WORK TASK:
Check each line of the data for "AuthError" and select those that have it.

(Collected data)
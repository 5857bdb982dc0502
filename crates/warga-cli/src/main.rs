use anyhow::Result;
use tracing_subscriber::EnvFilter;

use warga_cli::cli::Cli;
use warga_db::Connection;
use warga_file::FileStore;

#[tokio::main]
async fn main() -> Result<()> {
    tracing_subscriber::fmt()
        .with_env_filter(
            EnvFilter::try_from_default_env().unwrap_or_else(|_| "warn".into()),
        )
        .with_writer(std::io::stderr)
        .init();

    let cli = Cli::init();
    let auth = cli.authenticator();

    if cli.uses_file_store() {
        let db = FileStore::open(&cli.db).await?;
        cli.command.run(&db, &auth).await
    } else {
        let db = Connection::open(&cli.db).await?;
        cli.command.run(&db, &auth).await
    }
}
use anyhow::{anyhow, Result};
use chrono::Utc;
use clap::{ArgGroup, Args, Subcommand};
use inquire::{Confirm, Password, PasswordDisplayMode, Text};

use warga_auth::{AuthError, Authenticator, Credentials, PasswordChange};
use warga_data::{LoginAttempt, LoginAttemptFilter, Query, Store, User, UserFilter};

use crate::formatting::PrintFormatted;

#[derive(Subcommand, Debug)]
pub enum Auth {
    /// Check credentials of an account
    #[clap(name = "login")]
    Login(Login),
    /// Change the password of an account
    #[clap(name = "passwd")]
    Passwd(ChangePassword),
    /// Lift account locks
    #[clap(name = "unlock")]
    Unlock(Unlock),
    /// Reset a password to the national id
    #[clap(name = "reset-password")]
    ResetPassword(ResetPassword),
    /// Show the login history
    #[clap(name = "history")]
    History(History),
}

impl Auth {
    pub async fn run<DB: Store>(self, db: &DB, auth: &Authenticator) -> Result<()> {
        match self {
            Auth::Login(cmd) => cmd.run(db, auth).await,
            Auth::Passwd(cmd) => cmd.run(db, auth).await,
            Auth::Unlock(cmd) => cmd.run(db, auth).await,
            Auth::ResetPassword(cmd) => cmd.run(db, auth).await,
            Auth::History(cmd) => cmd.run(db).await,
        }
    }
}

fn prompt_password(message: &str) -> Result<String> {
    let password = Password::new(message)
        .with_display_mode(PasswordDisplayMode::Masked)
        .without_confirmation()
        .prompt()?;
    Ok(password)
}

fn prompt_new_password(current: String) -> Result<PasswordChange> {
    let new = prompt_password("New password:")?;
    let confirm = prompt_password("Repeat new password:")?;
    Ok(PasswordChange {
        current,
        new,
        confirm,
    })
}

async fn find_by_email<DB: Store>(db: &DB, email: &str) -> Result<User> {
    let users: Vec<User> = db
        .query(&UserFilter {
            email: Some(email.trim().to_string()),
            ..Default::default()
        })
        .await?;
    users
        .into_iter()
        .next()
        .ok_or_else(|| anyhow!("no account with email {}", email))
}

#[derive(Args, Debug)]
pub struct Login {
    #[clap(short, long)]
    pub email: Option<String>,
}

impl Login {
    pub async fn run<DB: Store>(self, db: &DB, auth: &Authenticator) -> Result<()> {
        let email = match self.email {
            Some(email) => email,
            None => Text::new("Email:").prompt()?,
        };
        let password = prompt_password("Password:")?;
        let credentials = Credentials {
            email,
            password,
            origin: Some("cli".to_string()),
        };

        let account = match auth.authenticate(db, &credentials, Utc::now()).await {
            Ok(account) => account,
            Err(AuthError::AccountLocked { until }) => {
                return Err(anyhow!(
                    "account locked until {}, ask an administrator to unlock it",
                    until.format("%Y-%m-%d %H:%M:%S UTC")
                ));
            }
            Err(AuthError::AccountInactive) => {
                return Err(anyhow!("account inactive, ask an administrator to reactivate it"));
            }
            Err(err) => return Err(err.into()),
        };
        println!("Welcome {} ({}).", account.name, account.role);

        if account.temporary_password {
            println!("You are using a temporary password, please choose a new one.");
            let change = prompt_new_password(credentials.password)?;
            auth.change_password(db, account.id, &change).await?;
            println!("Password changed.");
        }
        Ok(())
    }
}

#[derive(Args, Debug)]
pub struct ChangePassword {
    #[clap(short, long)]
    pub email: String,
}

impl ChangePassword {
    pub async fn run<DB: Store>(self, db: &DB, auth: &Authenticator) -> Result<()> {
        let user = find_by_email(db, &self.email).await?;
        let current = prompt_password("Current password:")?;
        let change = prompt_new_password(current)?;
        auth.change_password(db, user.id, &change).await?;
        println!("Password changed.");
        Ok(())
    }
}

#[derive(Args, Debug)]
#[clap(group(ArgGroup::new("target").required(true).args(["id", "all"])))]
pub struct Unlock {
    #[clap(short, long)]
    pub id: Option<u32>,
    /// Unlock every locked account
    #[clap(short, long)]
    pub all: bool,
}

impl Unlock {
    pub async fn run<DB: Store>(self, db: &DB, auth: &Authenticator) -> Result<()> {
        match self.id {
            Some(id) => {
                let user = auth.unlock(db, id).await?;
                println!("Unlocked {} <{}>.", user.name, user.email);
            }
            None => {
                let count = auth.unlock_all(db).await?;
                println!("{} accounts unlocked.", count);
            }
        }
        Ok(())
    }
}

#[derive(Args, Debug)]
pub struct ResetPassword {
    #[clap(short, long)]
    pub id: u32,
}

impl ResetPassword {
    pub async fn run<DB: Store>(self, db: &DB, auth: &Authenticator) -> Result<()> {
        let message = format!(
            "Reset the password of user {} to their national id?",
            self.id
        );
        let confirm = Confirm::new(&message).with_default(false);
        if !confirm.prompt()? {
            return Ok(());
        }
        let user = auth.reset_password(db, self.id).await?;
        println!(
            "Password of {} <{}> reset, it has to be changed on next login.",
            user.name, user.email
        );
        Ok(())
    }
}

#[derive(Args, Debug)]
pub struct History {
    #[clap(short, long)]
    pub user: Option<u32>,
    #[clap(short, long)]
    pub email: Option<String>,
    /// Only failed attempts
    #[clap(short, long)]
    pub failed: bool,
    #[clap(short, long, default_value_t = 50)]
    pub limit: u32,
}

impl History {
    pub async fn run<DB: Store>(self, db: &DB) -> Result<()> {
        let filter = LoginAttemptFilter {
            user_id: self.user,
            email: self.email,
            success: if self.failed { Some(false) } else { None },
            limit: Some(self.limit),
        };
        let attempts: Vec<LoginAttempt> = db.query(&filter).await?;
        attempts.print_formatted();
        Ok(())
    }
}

==

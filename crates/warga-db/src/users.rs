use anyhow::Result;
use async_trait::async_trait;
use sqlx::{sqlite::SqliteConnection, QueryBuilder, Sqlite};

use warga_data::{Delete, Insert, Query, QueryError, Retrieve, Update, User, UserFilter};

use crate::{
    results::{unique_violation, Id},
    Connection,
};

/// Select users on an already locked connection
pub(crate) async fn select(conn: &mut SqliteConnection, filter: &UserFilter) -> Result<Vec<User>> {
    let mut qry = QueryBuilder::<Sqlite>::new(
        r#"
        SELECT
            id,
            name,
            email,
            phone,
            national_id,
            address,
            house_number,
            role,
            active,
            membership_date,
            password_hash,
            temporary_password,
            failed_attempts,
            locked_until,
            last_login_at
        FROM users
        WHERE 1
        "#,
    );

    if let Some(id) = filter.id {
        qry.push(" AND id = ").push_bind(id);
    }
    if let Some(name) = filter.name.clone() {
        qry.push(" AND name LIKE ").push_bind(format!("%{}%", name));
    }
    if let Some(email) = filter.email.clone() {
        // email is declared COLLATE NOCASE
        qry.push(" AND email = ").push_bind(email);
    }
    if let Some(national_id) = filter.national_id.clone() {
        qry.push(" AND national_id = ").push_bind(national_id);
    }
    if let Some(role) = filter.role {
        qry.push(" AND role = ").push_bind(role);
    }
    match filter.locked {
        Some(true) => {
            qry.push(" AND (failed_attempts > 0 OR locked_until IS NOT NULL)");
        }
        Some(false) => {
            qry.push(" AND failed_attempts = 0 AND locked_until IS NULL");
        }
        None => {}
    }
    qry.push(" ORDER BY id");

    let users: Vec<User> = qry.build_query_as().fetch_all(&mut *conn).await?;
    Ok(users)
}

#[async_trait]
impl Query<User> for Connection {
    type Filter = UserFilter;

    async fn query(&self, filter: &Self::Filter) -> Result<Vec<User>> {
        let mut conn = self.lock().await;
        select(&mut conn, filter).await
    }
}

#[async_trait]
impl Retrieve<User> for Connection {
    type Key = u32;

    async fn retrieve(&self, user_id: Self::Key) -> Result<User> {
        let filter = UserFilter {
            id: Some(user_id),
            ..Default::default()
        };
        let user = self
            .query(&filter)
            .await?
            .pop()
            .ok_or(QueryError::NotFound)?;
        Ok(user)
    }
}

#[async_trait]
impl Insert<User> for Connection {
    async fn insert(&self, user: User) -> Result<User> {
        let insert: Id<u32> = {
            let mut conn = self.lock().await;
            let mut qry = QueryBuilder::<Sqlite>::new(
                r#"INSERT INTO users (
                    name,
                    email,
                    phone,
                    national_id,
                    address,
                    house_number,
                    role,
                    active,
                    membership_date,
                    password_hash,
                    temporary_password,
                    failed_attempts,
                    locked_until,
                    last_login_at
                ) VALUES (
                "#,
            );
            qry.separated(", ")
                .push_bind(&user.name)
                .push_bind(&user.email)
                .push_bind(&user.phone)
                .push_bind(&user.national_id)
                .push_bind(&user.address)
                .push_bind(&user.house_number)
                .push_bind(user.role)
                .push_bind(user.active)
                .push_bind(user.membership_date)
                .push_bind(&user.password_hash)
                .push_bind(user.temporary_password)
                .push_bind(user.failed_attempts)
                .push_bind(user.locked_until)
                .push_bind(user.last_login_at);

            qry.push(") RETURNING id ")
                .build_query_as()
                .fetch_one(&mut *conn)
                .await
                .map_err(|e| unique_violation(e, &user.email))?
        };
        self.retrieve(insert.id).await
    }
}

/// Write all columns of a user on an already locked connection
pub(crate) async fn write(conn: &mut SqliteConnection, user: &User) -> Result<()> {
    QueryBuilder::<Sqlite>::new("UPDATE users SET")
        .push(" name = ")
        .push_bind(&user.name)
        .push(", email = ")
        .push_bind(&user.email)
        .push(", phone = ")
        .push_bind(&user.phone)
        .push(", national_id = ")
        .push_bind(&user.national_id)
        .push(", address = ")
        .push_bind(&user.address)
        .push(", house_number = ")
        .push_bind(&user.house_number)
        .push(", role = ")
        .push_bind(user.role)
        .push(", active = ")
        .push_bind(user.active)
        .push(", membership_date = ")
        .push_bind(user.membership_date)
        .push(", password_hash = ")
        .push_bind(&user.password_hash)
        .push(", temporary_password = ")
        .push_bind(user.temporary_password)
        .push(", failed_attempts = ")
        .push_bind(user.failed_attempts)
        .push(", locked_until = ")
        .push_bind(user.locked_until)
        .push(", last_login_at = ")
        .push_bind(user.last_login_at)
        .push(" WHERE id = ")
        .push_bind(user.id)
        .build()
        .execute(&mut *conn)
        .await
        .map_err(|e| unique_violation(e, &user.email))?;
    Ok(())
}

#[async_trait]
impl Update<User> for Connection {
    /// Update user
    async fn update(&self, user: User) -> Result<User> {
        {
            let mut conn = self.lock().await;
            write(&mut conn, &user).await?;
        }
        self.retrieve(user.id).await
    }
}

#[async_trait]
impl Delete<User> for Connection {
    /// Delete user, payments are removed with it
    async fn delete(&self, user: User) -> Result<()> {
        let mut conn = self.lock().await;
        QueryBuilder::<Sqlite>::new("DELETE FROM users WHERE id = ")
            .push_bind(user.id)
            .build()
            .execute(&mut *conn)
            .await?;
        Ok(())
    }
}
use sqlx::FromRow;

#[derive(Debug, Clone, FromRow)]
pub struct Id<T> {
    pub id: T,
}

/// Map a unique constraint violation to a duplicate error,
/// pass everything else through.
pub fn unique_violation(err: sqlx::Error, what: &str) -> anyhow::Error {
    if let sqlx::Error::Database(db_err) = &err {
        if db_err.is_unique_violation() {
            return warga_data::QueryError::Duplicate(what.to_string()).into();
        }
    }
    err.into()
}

TASK OUTPUT:
use warga_auth::{AuthError, Authenticator, Credentials, PasswordChange};
            Err(AuthError::AccountLocked { until }) => {
            Err(AuthError::AccountInactive) => {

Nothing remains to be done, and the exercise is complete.